> _PROBLEM DESCRIPTION_:
Look through the records that follow and state how many lines hold the word "never", without adding anything.

> _TASK INPUTS_:
◇ ◇ ◇ ◇

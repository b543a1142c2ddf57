// This Source Code Form is subject to the terms of the Mozilla Public
// License, v. 2.0. If a copy of the MPL was not distributed with this
// file, You can obtain one at https://mozilla.org/MPL/2.0/.

//! The register arena and workspace-pointer context switch.
//!
//! Every task's machine state -- sixteen general registers plus PC, PSW, SP,
//! and FP -- lives in one shared `u32` arena, partitioned into fixed-size
//! windows. A task holds the index of its window (the *workspace pointer*),
//! and a context switch is nothing but replacing the active index: no
//! register contents move, ever.
//!
//! Windows are recycled through a free list and zeroed on allocation, so a
//! new task can never observe a predecessor's register contents.

use hsx_abi::{isa, Psw, RegSnapshot};

/// Cells per window: R0..R15, then PC, PSW, SP, FP.
pub const WINDOW_CELLS: usize = isa::REG_COUNT + 4;

const PC_CELL: usize = isa::REG_COUNT;
const PSW_CELL: usize = isa::REG_COUNT + 1;
const SP_CELL: usize = isa::REG_COUNT + 2;
const FP_CELL: usize = isa::REG_COUNT + 3;

/// An owned workspace pointer: the index of one window in the arena.
///
/// Deliberately not `Copy` or `Clone`: exactly one `Window` exists per
/// allocated window, the owning task holds it, and giving it back to
/// [`RegisterFile::release`] consumes it. That makes double-release and
/// aliased windows unrepresentable rather than merely discouraged.
#[derive(Debug, Eq, PartialEq)]
pub struct Window(usize);

#[derive(Debug)]
pub struct RegisterFile {
    arena: Vec<u32>,
    free: Vec<usize>,
    /// Base cell of the active window. Points at a scratch window (index 0)
    /// when no task is active, so stray accesses can't corrupt a task.
    active_base: usize,
}

impl RegisterFile {
    pub fn new() -> Self {
        Self {
            // Window 0 is the executive's scratch window and is never handed
            // to a task.
            arena: vec![0; WINDOW_CELLS],
            free: Vec::new(),
            active_base: 0,
        }
    }

    /// Allocates a zeroed window.
    pub fn alloc(&mut self) -> Window {
        if let Some(index) = self.free.pop() {
            let base = index * WINDOW_CELLS;
            self.arena[base..base + WINDOW_CELLS].fill(0);
            Window(index)
        } else {
            let index = self.arena.len() / WINDOW_CELLS;
            self.arena.extend(core::iter::repeat(0).take(WINDOW_CELLS));
            Window(index)
        }
    }

    /// Returns a window to the free list.
    pub fn release(&mut self, w: Window) {
        if self.active_base == w.0 * WINDOW_CELLS {
            self.active_base = 0;
        }
        self.free.push(w.0);
    }

    /// Makes `w` the active window. O(1): this updates one index and touches
    /// no register contents.
    pub fn activate(&mut self, w: &Window) {
        self.active_base = w.0 * WINDOW_CELLS;
    }

    /// Deactivates whatever window was active, parking on the scratch
    /// window.
    pub fn deactivate(&mut self) {
        self.active_base = 0;
    }

    // Active-window accessors, used by the decoder on the running task.

    pub fn gpr(&self, r: usize) -> u32 {
        debug_assert!(r < isa::REG_COUNT);
        self.arena[self.active_base + r]
    }

    pub fn set_gpr(&mut self, r: usize, v: u32) {
        debug_assert!(r < isa::REG_COUNT);
        self.arena[self.active_base + r] = v;
    }

    pub fn pc(&self) -> u32 {
        self.arena[self.active_base + PC_CELL]
    }

    pub fn set_pc(&mut self, v: u32) {
        self.arena[self.active_base + PC_CELL] = v;
    }

    pub fn psw(&self) -> Psw {
        Psw(self.arena[self.active_base + PSW_CELL])
    }

    pub fn set_psw(&mut self, v: Psw) {
        self.arena[self.active_base + PSW_CELL] = v.0;
    }

    pub fn sp(&self) -> u32 {
        self.arena[self.active_base + SP_CELL]
    }

    pub fn set_sp(&mut self, v: u32) {
        self.arena[self.active_base + SP_CELL] = v;
    }

    pub fn fp(&self) -> u32 {
        self.arena[self.active_base + FP_CELL]
    }

    pub fn set_fp(&mut self, v: u32) {
        self.arena[self.active_base + FP_CELL] = v;
    }

    // Explicit-window accessors, used by the debug surface on non-active
    // tasks.

    pub fn gpr_of(&self, w: &Window, r: usize) -> u32 {
        debug_assert!(r < isa::REG_COUNT);
        self.arena[w.0 * WINDOW_CELLS + r]
    }

    pub fn set_gpr_of(&mut self, w: &Window, r: usize, v: u32) {
        debug_assert!(r < isa::REG_COUNT);
        self.arena[w.0 * WINDOW_CELLS + r] = v;
    }

    pub fn cell_of(&self, w: &Window, cell: usize) -> u32 {
        debug_assert!(cell < WINDOW_CELLS);
        self.arena[w.0 * WINDOW_CELLS + cell]
    }

    pub fn set_cell_of(&mut self, w: &Window, cell: usize, v: u32) {
        debug_assert!(cell < WINDOW_CELLS);
        self.arena[w.0 * WINDOW_CELLS + cell] = v;
    }

    pub fn pc_of(&self, w: &Window) -> u32 {
        self.cell_of(w, PC_CELL)
    }

    pub fn set_pc_of(&mut self, w: &Window, v: u32) {
        self.set_cell_of(w, PC_CELL, v);
    }

    pub fn psw_of(&self, w: &Window) -> Psw {
        Psw(self.cell_of(w, PSW_CELL))
    }

    pub fn sp_of(&self, w: &Window) -> u32 {
        self.cell_of(w, SP_CELL)
    }

    pub fn set_sp_of(&mut self, w: &Window, v: u32) {
        self.set_cell_of(w, SP_CELL, v);
    }

    /// Captures an immutable copy of a window. Because the engine only runs
    /// between instructions, a snapshot can never observe a half-executed
    /// instruction.
    pub fn snapshot(&self, w: &Window) -> RegSnapshot {
        let base = w.0 * WINDOW_CELLS;
        let mut regs = [0u32; isa::REG_COUNT];
        regs.copy_from_slice(&self.arena[base..base + isa::REG_COUNT]);
        RegSnapshot {
            regs,
            pc: self.arena[base + PC_CELL],
            sp: self.arena[base + SP_CELL],
            fp: self.arena[base + FP_CELL],
            psw: Psw(self.arena[base + PSW_CELL]),
        }
    }
}

impl Default for RegisterFile {
    fn default() -> Self {
        Self::new()
    }
}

◇ ◇ ◇ ◇

> _RESPONSE AREA_:
3